8月23日~26日、磐田市の豊浜海岸で「全日本サーフィン選手権」が開催された。全国のアマチュアサーファーの頂点を決めるこの大会で、シニア部門に出場した御前崎市の渡邊圭さん(35)が初優勝を飾った。

波に浮かんでいる時は、何も考えなくていい。
海はすべてを受け止めてくれる。

「御前崎の波には"力"があるんです」

アマチュアサーファー・渡邊圭さんは、地元の海の魅力についてそう語る。駿河湾、そして遠州灘。二つの海に面した御前崎は、湘南や銚子、宮崎と並び、全国きってのサーフィンどころとして知られる。

「波の感じって、ビーチによって変わるんですよ。御前崎は外洋に通じているから波が強い。あまりのパワーに、ボードが壊れる時もあるぐらいです。県外から来たサーファーはみんな驚きますよ」

8月に行われた「全日本サーフィン選手権」は、今年で52回目を数える歴史ある大会。期間中は全国各地のサーファー約1000人が豊浜海岸に集結し、波乗りのテクニックを競い合った。シニアクラス(35歳~44歳)に出場した渡邊さんは、計7回のラウンドをすべてトップで勝ち抜き、王者の座を手にした。

「会場の海は、御前崎の波の感覚と似ていてやりやすかった。優勝は狙っていたし、サポートしてくれた人たちの期待にも応えられたので嬉しかったですね」

兄の影響でサーフィンを始めたのは、中学3年の時。牧之原市で生まれた渡邊さんにとって、海はごく当たり前の存在だった。夏休みは朝から晩まで海でサーフィン三昧。「1日中、海にひっついてるような生活でした」と白い歯を見せる。

高校を卒業後、渡邊さんは美容師を目指してロサンゼルスへ渡る。現地の美容学校で腕を磨きながら、休日はアメリカ西海岸でサーフィン漬けの日々。帰国後は静岡市の美容院で働き、5年前、御前崎市に自分の店を持った。仕事に子育てに、多忙な日々を送るが、休日の早朝はサーフボードを抱えて海に繰り出す。

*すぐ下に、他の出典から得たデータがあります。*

// src/pipeline/dashboard.rs

//! Dashboard overview: summary numbers, recent activity, top technologies.

use crate::error::Result;
use crate::services::MarketData;
use crate::utils::{log, settle, truncate};

/// Technologies listed in the overview.
const TOP_TECHNOLOGIES: usize = 10;

/// Print the dashboard overview.
pub async fn run_dashboard(market: &MarketData) -> Result<()> {
    log::header("Job Market Dashboard");

    let (stats, activity, technologies) = tokio::join!(
        market.dashboard_stats(),
        market.recent_activity(),
        market.technology_stats()
    );

    let stats = settle("Dashboard stats", stats)?;
    log::summary(
        "Market",
        &[
            ("Total offers", stats.total_offers.to_string()),
            ("Companies", stats.unique_companies.to_string()),
            ("Offers this week", stats.recent_offers.to_string()),
            ("Technologies", stats.unique_technologies.to_string()),
            ("Last updated", stats.last_updated.clone()),
        ],
    );
    for month in &stats.monthly_trend {
        log::sub_item(&format!("{}: {} offers", month.month, month.offers));
    }

    match settle("Recent activity", activity) {
        Ok(activity) => {
            log::info("Recent activity");
            for item in activity.iter() {
                log::sub_item(&format!(
                    "{} at {} ({})",
                    truncate(&item.position, 50),
                    item.company,
                    item.time
                ));
            }
        }
        Err(e) => log::warn(&format!("Recent activity unavailable: {e}")),
    }

    match settle("Technology stats", technologies) {
        Ok(technologies) => {
            log::info("Top technologies");
            for stat in technologies.iter().take(TOP_TECHNOLOGIES) {
                log::sub_item(&format!(
                    "{:<12} {:>5} offers ({:.1}%)",
                    stat.technology, stat.count, stat.percentage
                ));
            }
        }
        Err(e) => log::warn(&format!("Technology stats unavailable: {e}")),
    }

    Ok(())
}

「波に浮かんでいる時は、何も考えなくていい。仕事やプライベートで悩んでいることがあっても、すべて小さなことだと思わせてくれる。海はでっかくて、すべてを受け止めてくれるんです」

御前崎がサーフィンでもっと盛り上がっていってほしい、と話す渡邊さん。ただ、「最近は海で遊ぶ子どもたちが少ないように感じる」とも。6歳と2歳の我が子には海の怖さ、そして、海の素晴らしさを伝えたいと思っている。